By now, Stouffer Triangle was supposed to have been demolished.
New low rise dormitories in Hamilton Village should have been home to hundreds of students.
And the Class of 1920 Commons should have been significantly expanded and renovated, enclosing the courtyard between the dining hall and Harnwell College House.
This was the University's plan for the future of dorms and dining at Penn as outlined with great fanfare in 1998. Three years later, however, very little progress has been made on the $380 million planned overhaul.
"The story is not a very complicated one," Director of College Houses and Academic Services David Brownlee said. "We did not have the resources we hoped to have when those plans were announced."
The original plan, unveiled three years ago, was designed to renovate every dormitory and dining facility on campus, as well as build several new residences in Hamilton Village. The overhaul, which was to begin with Quadrangle renovations in the summer of 1999, was scheduled to be completed within 10 years.
At the time, administrators hailed the proposed changes as the future of the college house system -- a plan to draw students back to campus and create a vibrant community.
But now, while a few parts of the plan have been completed or are nearing completion, many have been delayed indefinitely and others have been scrapped altogether, with officials all pointing to one thing -- the lack of funding for these projects.
The most significant overhaul was to take place in Hamilton Village with the goal of giving the area a more campus-like feel. In addition to building new low rise dorms, plans included bringing new retail -- such as a jazz club -- to the concrete jungle once known as Superblock.
Following these new additions, the plan called for major interior and exterior renovations of the three high rise dorms. The construction would have forced each dorm to close for about a year.
Additionally, the University called for significant renovations to the Class of 1920 Commons Dining Hall.
And officials had said the entire Stouffer Triangle building would be demolished, allowing for the building of a new dining hall in its place.
In the fall of 1999, however, officials announced that the plan would be delayed between one and three years. And a year later, plans for new dorms in Hamilton Village were postponed indefinitely.
Now, with some of these initiatives not even started, officials acknowledge that the lack of money means the plans are on hold.
Brownlee noted that the Health System's financial trouble -- the once-profitable system lost close to $300 million in 1998 and 1999 -- contributed to the delays, but added "I'm not going to say it's one single thing."
There is "a fundamental shortage of University funds for capital projects," he said.
The current status of the plan will be discussed at the December meeting of the University Board of Trustees, according to Executive Vice President John Fry.
"We're looking at adapting the plan to the financial circumstances we have now," he said.
Fry declined to comment on the current specifics of the plan until after the "significant discussions on renovations" that will take place at the December Board of Trustees meeting.

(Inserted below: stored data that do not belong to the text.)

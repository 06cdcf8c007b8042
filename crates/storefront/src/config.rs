//! Client configuration loaded from environment variables.
//!
//! # Environment Variables
//!
//! ## Optional
//! - `SHOPFRONT_API_URL` - Backend base URL including `/api` (default: `http://localhost:5000/api`)
//! - `SHOPFRONT_SESSION_FILE` - Where the session `token`/`user` keys are persisted
//!   (default: `.shopfront-session.json`)
//! - `SHOPFRONT_REQUEST_TIMEOUT_SECS` - Per-request timeout; unset means requests never time out
//! - `SHOPFRONT_CURRENCY` - Display currency: `USD`, `INR`, `EUR` or `GBP` (default: `USD`)
//! - `SHOPFRONT_LOG_FORMAT` - `text` or `json` (default: `text`)

use std::path::PathBuf;
use std::time::Duration;

use shopfront_core::CurrencyCode;
use thiserror::Error;
use url::Url;

const DEFAULT_API_URL: &str = "http://localhost:5000/api";
const DEFAULT_SESSION_FILE: &str = ".shopfront-session.json";

/// Configuration errors that can occur during loading.
#[derive(Debug, Error)]
pub enum ConfigError {
    #[error("Invalid environment variable {0}: {1}")]
    InvalidEnvVar(String, String),
}

/// Log output format.
#[derive(Debug, Clone, Copy, PartialEq, Eq, Default)]
pub enum LogFormat {
    #[default]
    Text,
    Json,
}

/// Shopfront client configuration.
#[derive(Debug, Clone)]
pub struct ClientConfig {
    /// Backend base URL, without a trailing slash
    pub api_url: Url,
    /// Session storage file
    pub session_file: PathBuf,
    /// Optional per-request timeout
    pub request_timeout: Option<Duration>,
    /// Currency used when formatting prices
    pub currency: CurrencyCode,
    /// Log output format
    pub log_format: LogFormat,
}

impl Default for ClientConfig {
    fn default() -> Self {
        Self {
            api_url: default_api_url(),
            session_file: PathBuf::from(DEFAULT_SESSION_FILE),
            request_timeout: None,
            currency: CurrencyCode::USD,
            log_format: LogFormat::Text,
        }
    }
}

impl ClientConfig {
    /// Load configuration from environment variables.
    ///
    /// Calls `dotenvy::dotenv()` to load from `.env` file if present.
    ///
    /// # Errors
    ///
    /// Returns `ConfigError` if a variable is set to an invalid value.
    pub fn from_env() -> Result<Self, ConfigError> {
        // Load .env file if present (ignore errors if not found)
        let _ = dotenvy::dotenv();

        Self::from_lookup(get_optional_env)
    }

    /// Build configuration from an arbitrary variable source.
    ///
    /// # Errors
    ///
    /// Returns `ConfigError` if a variable is set to an invalid value.
    pub fn from_lookup(lookup: impl Fn(&str) -> Option<String>) -> Result<Self, ConfigError> {
        let api_url = match lookup("SHOPFRONT_API_URL") {
            Some(raw) => parse_api_url(&raw)?,
            None => default_api_url(),
        };

        let session_file = lookup("SHOPFRONT_SESSION_FILE")
            .map_or_else(|| PathBuf::from(DEFAULT_SESSION_FILE), PathBuf::from);

        let request_timeout = lookup("SHOPFRONT_REQUEST_TIMEOUT_SECS")
            .map(|raw| {
                raw.trim()
                    .parse::<u64>()
                    .map(Duration::from_secs)
                    .map_err(|e| {
                        ConfigError::InvalidEnvVar(
                            "SHOPFRONT_REQUEST_TIMEOUT_SECS".to_string(),
                            e.to_string(),
                        )
                    })
            })
            .transpose()?;

        let currency = lookup("SHOPFRONT_CURRENCY")
            .map(|raw| parse_currency(&raw))
            .transpose()?
            .unwrap_or_default();

        let log_format = match lookup("SHOPFRONT_LOG_FORMAT").as_deref().map(str::trim) {
            None | Some("" | "text") => LogFormat::Text,
            Some("json") => LogFormat::Json,
            Some(other) => {
                return Err(ConfigError::InvalidEnvVar(
                    "SHOPFRONT_LOG_FORMAT".to_string(),
                    format!("expected text or json, got {other}"),
                ));
            }
        };

        Ok(Self {
            api_url,
            session_file,
            request_timeout,
            currency,
            log_format,
        })
    }
}

// =============================================================================
// Helper Functions
// =============================================================================

/// Get an optional environment variable, treating empty values as unset.
fn get_optional_env(key: &str) -> Option<String> {
    std::env::var(key).ok().filter(|s| !s.is_empty())
}

/// # Panics
///
/// Never in practice: the default is a valid absolute URL.
#[allow(clippy::expect_used)]
fn default_api_url() -> Url {
    Url::parse(DEFAULT_API_URL).expect("default API URL is valid")
}

fn parse_api_url(raw: &str) -> Result<Url, ConfigError> {
    let trimmed = raw.trim().trim_end_matches('/');
    let url = Url::parse(trimmed)
        .map_err(|e| ConfigError::InvalidEnvVar("SHOPFRONT_API_URL".to_string(), e.to_string()))?;
    if !matches!(url.scheme(), "http" | "https") {
        return Err(ConfigError::InvalidEnvVar(
            "SHOPFRONT_API_URL".to_string(),
            format!("unsupported scheme {}", url.scheme()),
        ));
    }
    Ok(url)
}

fn parse_currency(raw: &str) -> Result<CurrencyCode, ConfigError> {
    match raw.trim().to_ascii_uppercase().as_str() {
        "USD" => Ok(CurrencyCode::USD),
        "INR" => Ok(CurrencyCode::INR),
        "EUR" => Ok(CurrencyCode::EUR),
        "GBP" => Ok(CurrencyCode::GBP),
        other => Err(ConfigError::InvalidEnvVar(
            "SHOPFRONT_CURRENCY".to_string(),
            format!("unsupported currency {other}"),
        )),
    }
}
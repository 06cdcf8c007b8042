//! Cart endpoints.

use serde::Serialize;
use serde_json::Value;
use shopfront_core::{Cart, CartItem, ProductId, UserId};
use tracing::instrument;

use super::{ApiClient, ApiError, ApiResponse};

#[derive(Serialize)]
#[serde(rename_all = "camelCase")]
struct AddToCartBody<'a> {
    user_id: &'a UserId,
    products: [CartItem; 1],
}

#[derive(Serialize)]
#[serde(rename_all = "camelCase")]
struct UpdateCartBody<'a> {
    product_id: &'a ProductId,
    quantity: u32,
}

impl ApiClient {
    /// `GET /cart/getCartitem/:userId`.
    ///
    /// `data` may be an array whose first element is the cart, or the cart
    /// may sit under a `cart` field. Anything else means no cart yet.
    ///
    /// # Errors
    ///
    /// Returns an error if the request fails or the cart is malformed.
    #[instrument(skip(self), fields(user_id = %user_id))]
    pub async fn get_cart(&self, user_id: &UserId) -> Result<Option<Cart>, ApiError> {
        let body: Value = self
            .get(&format!("/cart/getCartitem/{}", user_id.as_str()))
            .await?;
        cart_from_body(body)
    }

    /// `POST /cart/addCartItem` with `{userId, products: [{productId, quantity}]}`.
    ///
    /// # Errors
    ///
    /// Returns an error if the request fails or `success` is not true.
    #[instrument(skip(self), fields(user_id = %user_id, product_id = %product_id))]
    pub async fn add_to_cart(
        &self,
        user_id: &UserId,
        product_id: &ProductId,
        quantity: u32,
    ) -> Result<(), ApiError> {
        let body = AddToCartBody {
            user_id,
            products: [CartItem::new(product_id.clone(), quantity)],
        };
        let response: ApiResponse<Value> = self.post("/cart/addCartItem", &body).await?;
        response.require_success("Failed to add to cart")?;
        Ok(())
    }

    /// `PUT /cart/updateCart/:userId` with `{productId, quantity}`.
    ///
    /// # Errors
    ///
    /// Returns an error if the request fails or the backend reports failure.
    #[instrument(skip(self), fields(user_id = %user_id, product_id = %product_id))]
    pub async fn update_cart_item(
        &self,
        user_id: &UserId,
        product_id: &ProductId,
        quantity: u32,
    ) -> Result<(), ApiError> {
        let body = UpdateCartBody {
            product_id,
            quantity,
        };
        let response: ApiResponse<Value> = self
            .put(&format!("/cart/updateCart/{}", user_id.as_str()), &body)
            .await?;
        response.reject_failure("Failed to update cart")?;
        Ok(())
    }

    /// `DELETE /cart/deleteCartItem/:productId?userId=`.
    ///
    /// # Errors
    ///
    /// Returns an error if the request fails or the backend reports failure.
    #[instrument(skip(self), fields(user_id = %user_id, product_id = %product_id))]
    pub async fn remove_from_cart(
        &self,
        user_id: &UserId,
        product_id: &ProductId,
    ) -> Result<(), ApiError> {
        let response: ApiResponse<Value> = self
            .delete(
                &format!("/cart/deleteCartItem/{}", product_id.as_str()),
                &[("userId", user_id.as_str().to_string())],
            )
            .await?;
        response.reject_failure("Failed to remove item")?;
        Ok(())
    }
}

fn cart_from_body(body: Value) -> Result<Option<Cart>, ApiError> {
    let Value::Object(mut fields) = body else {
        return Ok(None);
    };

    let cart = match fields.remove("data") {
        Some(Value::Array(mut carts)) if !carts.is_empty() => Some(carts.swap_remove(0)),
        _ => fields.remove("cart").filter(Value::is_object),
    };

    cart.map(|value| {
        serde_json::from_value(value).map_err(|e| ApiError::Parse(format!("invalid cart: {e}")))
    })
    .transpose()
}
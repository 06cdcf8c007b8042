//! Cart hydration, totals and order placement against the fake backend.

#![allow(clippy::unwrap_used)]

use axum::http::{Method, StatusCode};
use serde_json::json;
use shopfront_core::{CurrencyCode, Price, ProductId};
use shopfront_integration_tests::FakeBackend;
use shopfront_storefront::screens::cart::ORDER_PLACED;
use shopfront_storefront::screens::{CartScreen, CheckoutError};
use shopfront_storefront::session::Session;

/// Sign in shopper `ana` with the given catalog and cart, and load the cart.
async fn shopper_with_cart(
    backend: &FakeBackend,
    products: &[(&str, f64)],
    cart: &[(&str, u32)],
) -> (String, CartScreen) {
    let user_id = backend.add_account("ana", "secret", false);
    for (id, price) in products {
        backend.add_product(id, &format!("Product {id}"), *price, 5, &["Home"]);
    }
    backend.set_cart(&user_id, cart);

    let (client, _store, session) = backend.login("ana", "secret").await;
    let mut screen = CartScreen::new(&client, &session).unwrap();
    screen.load().await;
    (user_id, screen)
}

#[tokio::test]
async fn test_checkout_scenario() {
    let backend = FakeBackend::start().await;
    let (user_id, mut screen) = shopper_with_cart(&backend, &[("A", 50.0)], &[("A", 2)]).await;

    assert_eq!(screen.total().amount, Price::from_cents(10000));
    let view = screen.view(CurrencyCode::USD).unwrap();
    assert_eq!(view.total, "$100.00");
    assert_eq!(view.item_count, 2);
    assert!(view.warning.is_none());

    screen.address = "221B".to_string();
    let receipt = screen.place_order().await.unwrap();
    assert_eq!(receipt.amount, Price::from_cents(10000));
    assert!(receipt.uncleared.is_empty());

    let orders = backend.requests_to(&Method::POST, "/order/createOrder");
    assert_eq!(orders.len(), 1);
    let body = orders.first().unwrap().body.clone().unwrap();
    assert_eq!(body["products"], json!([{"productId": "A", "quantity": 2}]));
    assert_eq!(body["amount"].as_f64(), Some(100.0));
    assert_eq!(body["address"], "221B");
    assert_eq!(body["userId"], user_id.as_str());

    assert!(screen.view(CurrencyCode::USD).unwrap().is_empty());
    assert!(backend.cart_of(&user_id).is_empty());
    assert_eq!(screen.banner(), Some(ORDER_PLACED));
    assert!(screen.order_placed());
}

#[tokio::test]
async fn test_address_is_trimmed() {
    let backend = FakeBackend::start().await;
    let (_, mut screen) = shopper_with_cart(&backend, &[("A", 10.0)], &[("A", 1)]).await;

    screen.address = "  221B Baker Street \n".to_string();
    screen.place_order().await.unwrap();

    let orders = backend.requests_to(&Method::POST, "/order/createOrder");
    let body = orders.first().unwrap().body.clone().unwrap();
    assert_eq!(body["address"], "221B Baker Street");
}

#[tokio::test]
async fn test_blank_address_sends_no_request() {
    let backend = FakeBackend::start().await;
    let (user_id, mut screen) = shopper_with_cart(&backend, &[("A", 50.0)], &[("A", 2)]).await;

    screen.address = "   ".to_string();
    let err = screen.place_order().await.unwrap_err();
    assert!(matches!(err, CheckoutError::AddressRequired));
    assert_eq!(screen.banner(), Some("Please enter a delivery address."));

    assert!(backend.requests_to(&Method::POST, "/order/createOrder").is_empty());
    assert_eq!(backend.cart_of(&user_id).len(), 1);
    assert_eq!(screen.view(CurrencyCode::USD).unwrap().lines.len(), 1);
}

#[tokio::test]
async fn test_missing_product_is_priced_at_zero() {
    let backend = FakeBackend::start().await;
    let (_, screen) =
        shopper_with_cart(&backend, &[("A", 50.0)], &[("A", 2), ("GONE", 3)]).await;

    assert!(screen.state().ready().is_some());
    let total = screen.total();
    assert_eq!(total.amount, Price::from_cents(10000));
    assert_eq!(total.unpriced, vec![ProductId::new("GONE")]);

    let view = screen.view(CurrencyCode::USD).unwrap();
    let missing = view.lines.get(1).unwrap();
    assert_eq!(missing.title, "Product ID: GONE");
    assert_eq!(missing.subtotal, "$0.00");
    assert!(!missing.priced);
    assert!(view.warning.is_some());
}

#[tokio::test]
async fn test_user_without_cart_sees_empty_cart() {
    let backend = FakeBackend::start().await;
    backend.add_account("ana", "secret", false);
    let (client, _store, session) = backend.login("ana", "secret").await;

    let mut screen = CartScreen::new(&client, &session).unwrap();
    screen.load().await;
    let view = screen.view(CurrencyCode::USD).unwrap();
    assert!(view.is_empty());
    assert_eq!(view.total, "$0.00");

    screen.address = "221B".to_string();
    assert!(matches!(
        screen.place_order().await,
        Err(CheckoutError::EmptyCart)
    ));
}

#[tokio::test]
async fn test_rejected_order_keeps_cart() {
    let backend = FakeBackend::start().await;
    let (user_id, mut screen) = shopper_with_cart(&backend, &[("A", 50.0)], &[("A", 2)]).await;
    backend.fail(
        Method::POST,
        "/order/createOrder",
        StatusCode::INTERNAL_SERVER_ERROR,
        json!({"success": false, "message": "Payment service unavailable"}),
    );

    screen.address = "221B".to_string();
    let err = screen.place_order().await.unwrap_err();
    assert_eq!(err.to_string(), "Payment service unavailable");
    assert_eq!(screen.banner(), Some("Payment service unavailable"));
    assert!(!screen.order_placed());

    assert_eq!(screen.view(CurrencyCode::USD).unwrap().lines.len(), 1);
    assert_eq!(backend.cart_of(&user_id).len(), 1);
    assert!(
        backend
            .requests_to(&Method::DELETE, "/cart/deleteCartItem/A")
            .is_empty()
    );
}

#[tokio::test]
async fn test_partial_clear_after_order() {
    let backend = FakeBackend::start().await;
    let (user_id, mut screen) = shopper_with_cart(
        &backend,
        &[("A", 10.0), ("B", 5.0)],
        &[("A", 1), ("B", 2)],
    )
    .await;
    backend.fail(
        Method::DELETE,
        "/cart/deleteCartItem/B",
        StatusCode::INTERNAL_SERVER_ERROR,
        json!({}),
    );

    screen.address = "221B".to_string();
    let receipt = screen.place_order().await.unwrap();
    assert_eq!(receipt.amount, Price::from_cents(2000));
    assert_eq!(receipt.uncleared, vec![ProductId::new("B")]);
    assert_eq!(
        screen.banner(),
        Some("Order placed successfully! 1 item(s) could not be removed from your cart.")
    );

    let view = screen.view(CurrencyCode::USD).unwrap();
    let remaining: Vec<_> = view.lines.iter().map(|l| l.product_id.as_str()).collect();
    assert_eq!(remaining, ["B"]);
    assert_eq!(backend.cart_of(&user_id), vec![("B".to_string(), 2)]);
}

#[tokio::test]
async fn test_update_and_remove_lines() {
    let backend = FakeBackend::start().await;
    let (user_id, mut screen) = shopper_with_cart(
        &backend,
        &[("A", 10.0), ("B", 5.0)],
        &[("A", 1), ("B", 1)],
    )
    .await;

    screen.update_quantity(&ProductId::new("A"), 3).await.unwrap();
    assert_eq!(screen.total().amount, Price::from_cents(3500));
    assert_eq!(backend.cart_of(&user_id).first(), Some(&("A".to_string(), 3)));

    screen.remove_item(&ProductId::new("B")).await.unwrap();
    let view = screen.view(CurrencyCode::USD).unwrap();
    assert_eq!(view.lines.len(), 1);
    assert_eq!(view.total, "$30.00");

    let removal = backend.requests_to(&Method::DELETE, "/cart/deleteCartItem/B");
    let query = removal.first().unwrap().query.clone().unwrap();
    assert_eq!(query, format!("userId={user_id}"));
}

#[tokio::test]
async fn test_failed_update_sets_banner() {
    let backend = FakeBackend::start().await;
    let (_, mut screen) = shopper_with_cart(&backend, &[("A", 10.0)], &[("A", 1)]).await;

    let err = screen
        .update_quantity(&ProductId::new("NOT-IN-CART"), 2)
        .await
        .unwrap_err();
    assert_eq!(err.status(), Some(404));
    assert_eq!(screen.banner(), Some("Item not in cart"));
    assert_eq!(screen.total().amount, Price::from_cents(1000));
}

#[tokio::test]
async fn test_anonymous_cannot_open_cart() {
    let backend = FakeBackend::start().await;
    assert!(CartScreen::new(&backend.client(), &Session::anonymous()).is_err());
    assert!(backend.requests().is_empty());
}
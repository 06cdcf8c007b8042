//! Authentication endpoints.

use secrecy::SecretString;
use serde_json::Value;
use shopfront_core::{Credentials, PasswordReset, Registration, User};
use tracing::instrument;

use super::{ApiClient, ApiError, ApiResponse};

/// Successful login: the bearer token plus the signed-in user.
pub struct LoginPayload {
    pub token: SecretString,
    pub user: User,
}

impl std::fmt::Debug for LoginPayload {
    fn fmt(&self, f: &mut std::fmt::Formatter<'_>) -> std::fmt::Result {
        f.debug_struct("LoginPayload")
            .field("token", &"[REDACTED]")
            .field("user", &self.user)
            .finish()
    }
}

impl ApiClient {
    /// `POST /auth/login`.
    ///
    /// The payload is the user record with an extra `accessToken` field.
    ///
    /// # Errors
    ///
    /// Returns an error if the request fails or the payload has no token.
    #[instrument(skip(self, credentials), fields(username = %credentials.username))]
    pub async fn login(&self, credentials: &Credentials) -> Result<LoginPayload, ApiError> {
        let response: ApiResponse<Value> = self.post("/auth/login", credentials).await?;
        let data = response.reject_failure("Login failed")?.data;

        let Some(Value::Object(mut fields)) = data else {
            return Err(ApiError::Parse("login response has no data".to_string()));
        };
        let token = match fields.remove("accessToken") {
            Some(Value::String(token)) if !token.is_empty() => token,
            _ => return Err(ApiError::Parse("login response has no accessToken".to_string())),
        };
        let user: User = serde_json::from_value(Value::Object(fields))
            .map_err(|e| ApiError::Parse(format!("invalid user in login response: {e}")))?;

        Ok(LoginPayload {
            token: SecretString::from(token),
            user,
        })
    }

    /// `POST /auth/register`. Any 2xx response counts as success.
    ///
    /// # Errors
    ///
    /// Returns an error if the request fails or the backend reports failure.
    #[instrument(skip(self, registration), fields(username = %registration.username))]
    pub async fn register(&self, registration: &Registration) -> Result<(), ApiError> {
        let response: ApiResponse<Value> = self.post("/auth/register", registration).await?;
        response.reject_failure("Registration failed")?;
        Ok(())
    }

    /// `POST /auth/forgotPassword`. Requires `success: true`.
    ///
    /// # Errors
    ///
    /// Returns an error if the request fails or the reset is refused.
    #[instrument(skip(self, reset), fields(username = %reset.username))]
    pub async fn forgot_password(&self, reset: &PasswordReset) -> Result<(), ApiError> {
        let response: ApiResponse<Value> = self.post("/auth/forgotPassword", reset).await?;
        response.require_success("Password reset failed")?;
        Ok(())
    }
}
//! Formatting helpers shared by the admin views.

use chrono::{DateTime, Utc};
use shopfront_core::{BadgeColor, OrderStatus};

/// Placeholder for a value the backend did not provide.
pub const NOT_AVAILABLE: &str = "N/A";

/// Calendar date of a timestamp, `N/A` when missing.
#[must_use]
pub fn date(timestamp: Option<&DateTime<Utc>>) -> String {
    timestamp.map_or_else(
        || NOT_AVAILABLE.to_string(),
        |ts| ts.format("%Y-%m-%d").to_string(),
    )
}

/// The text, or `N/A` when missing or blank.
#[must_use]
pub fn or_not_available(value: Option<&str>) -> String {
    value
        .filter(|v| !v.trim().is_empty())
        .unwrap_or(NOT_AVAILABLE)
        .to_string()
}

/// A short label with a semantic color.
#[derive(Debug, Clone, PartialEq, Eq)]
pub struct Badge {
    pub label: String,
    pub color: BadgeColor,
}

impl Badge {
    #[must_use]
    pub fn new(label: impl Into<String>, color: BadgeColor) -> Self {
        Self {
            label: label.into(),
            color,
        }
    }

    /// Badge for an order status.
    #[must_use]
    pub fn status(status: OrderStatus) -> Self {
        Self::new(status.label(), status.color())
    }
}

#[cfg(test)]
#[allow(clippy::unwrap_used)]
mod tests {
    use chrono::TimeZone;

    use super::*;

    #[test]
    fn test_date() {
        let ts = Utc.with_ymd_and_hms(2024, 5, 1, 22, 30, 0).unwrap();
        assert_eq!(date(Some(&ts)), "2024-05-01");
        assert_eq!(date(None), NOT_AVAILABLE);
    }

    #[test]
    fn test_or_not_available() {
        assert_eq!(or_not_available(Some("ana")), "ana");
        assert_eq!(or_not_available(Some("  ")), NOT_AVAILABLE);
        assert_eq!(or_not_available(None), NOT_AVAILABLE);
    }

    #[test]
    fn test_status_badge() {
        let badge = Badge::status(OrderStatus::Cancelled);
        assert_eq!(badge.color, BadgeColor::Error);
        assert_eq!(badge.label, OrderStatus::Cancelled.label());
    }
}
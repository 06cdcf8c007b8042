//! Catalog analytics: totals, low stock and category breakdown.

use shopfront_core::{BadgeColor, CategoryCount, CurrencyCode, LowStockProduct, ProductStats};
use shopfront_storefront::access::AdminAccess;
use shopfront_storefront::api::ApiClient;
use shopfront_storefront::screen::LoadState;
use shopfront_storefront::session::Session;
use tracing::instrument;

use crate::filters::{Badge, or_not_available};

/// A product that is running out.
#[derive(Debug, Clone, PartialEq, Eq)]
pub struct LowStockView {
    pub title: String,
    /// Stock count; red when sold out, amber otherwise.
    pub stock: Badge,
    pub price: String,
}

impl LowStockView {
    #[must_use]
    pub fn new(product: &LowStockProduct, currency: CurrencyCode) -> Self {
        let on_hand = product.stock_on_hand();
        let color = if on_hand == 0 {
            BadgeColor::Error
        } else {
            BadgeColor::Warning
        };
        Self {
            title: product.title.clone(),
            stock: Badge::new(on_hand.to_string(), color),
            price: product.price.display(currency),
        }
    }
}

/// Product count for one category.
#[derive(Debug, Clone, PartialEq, Eq)]
pub struct CategoryView {
    pub category: String,
    pub count: u64,
}

impl From<&CategoryCount> for CategoryView {
    fn from(entry: &CategoryCount) -> Self {
        Self {
            category: or_not_available(entry.category.as_deref()),
            count: entry.count,
        }
    }
}

/// Product statistics display data.
#[derive(Debug, Clone, PartialEq, Eq)]
pub struct ProductStatsView {
    pub total_products: u64,
    pub low_stock: Vec<LowStockView>,
    pub by_category: Vec<CategoryView>,
}

impl ProductStatsView {
    #[must_use]
    pub fn new(stats: &ProductStats, currency: CurrencyCode) -> Self {
        Self {
            total_products: stats.total_products,
            low_stock: stats
                .low_stock_products
                .iter()
                .map(|product| LowStockView::new(product, currency))
                .collect(),
            by_category: stats
                .products_by_category
                .iter()
                .map(CategoryView::from)
                .collect(),
        }
    }
}

/// The product statistics screen.
#[derive(Debug)]
pub struct ProductStatsScreen {
    client: ApiClient,
    state: LoadState<ProductStats>,
}

impl ProductStatsScreen {
    #[must_use]
    pub fn new(client: &ApiClient, session: &Session, _access: AdminAccess) -> Self {
        Self {
            client: session.client(client),
            state: LoadState::Loading,
        }
    }

    #[must_use]
    pub const fn state(&self) -> &LoadState<ProductStats> {
        &self.state
    }

    #[instrument(skip(self))]
    pub async fn load(&mut self) {
        self.state = LoadState::Loading;
        let result = self.client.product_stats().await;
        self.state = LoadState::from_result(result, "Failed to fetch product statistics");
    }

    #[must_use]
    pub fn view(&self, currency: CurrencyCode) -> Option<ProductStatsView> {
        self.state
            .ready()
            .map(|stats| ProductStatsView::new(stats, currency))
    }
}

He added that the dorm and dining renovation project is debated by the trustees two or three times a year.
As part of the plan, Hill Dining Hall was renovated for approximately $1 million, largely during the summer of 1999. And Quad renovations are expected to be completed this summer.
But these are the only components that have made significant progress.
The final phases of the renewal project calls for slight renovations to Gregory, W.E.B. DuBois, Hill and Kings Court/English House college houses.
Fry explained that once the renovations to the Quad are complete, the University will tackle the next component of the plan -- the high rises. But he could not provide any more details.
Quad renovations, which have been ongoing during the past three summers, were designed to merge the existing four college houses into three, in addition to increasing common areas in the residences such as computer labs and libraries. Additionally, landscaping work has taken place.
But there's still uncertainty among administrators about what specifically will happen after Quad renovations are complete.
"There's a lot of discussion around the size and scope of dining and housing renewal right now," Vice President of Business Services Lee Nunery said. He added that administrators are "revisiting our previous assumptions."
And some plans have been eliminated altogether.
For example, Stouffer's demolition and 1920 Commons' expansion have now been scrapped.
Officials did close the Stouffer dining facility this summer, but the move came in response to the instability of dining services' finances and lack of student demand for dining. The future of the building, its supposed demolition and the viability of campus dining as a whole remain in flux.
And with money tight these days, Penn now appears reluctant to tear down a usable facility.
"We're trying to think [about] what we can do in the actual building without expanding it," Managing Director of Campus Dining Peg Lacey said, noting that the original plan, which was "pretty pricey," is currently being modified.
Lacey could not say when renovations on the dining hall -- originally scheduled to be completed this year -- will begin.
Despite the delays, Lacey noted that smaller renovations have taken place, such as the creation of PD Express in the basement of 1920 Commons.
"We try to do little things each semester," she said.
And Nunery said that Stouffer is "a building with significant value," noting that the facility will possible be used for additional performance space or retail.
"There's value in the building itself and I don't know that [demolition] would be on the table," he said.
Despite delays and reconfigurations, officials maintain that the renewal project is still one of Penn's priorities.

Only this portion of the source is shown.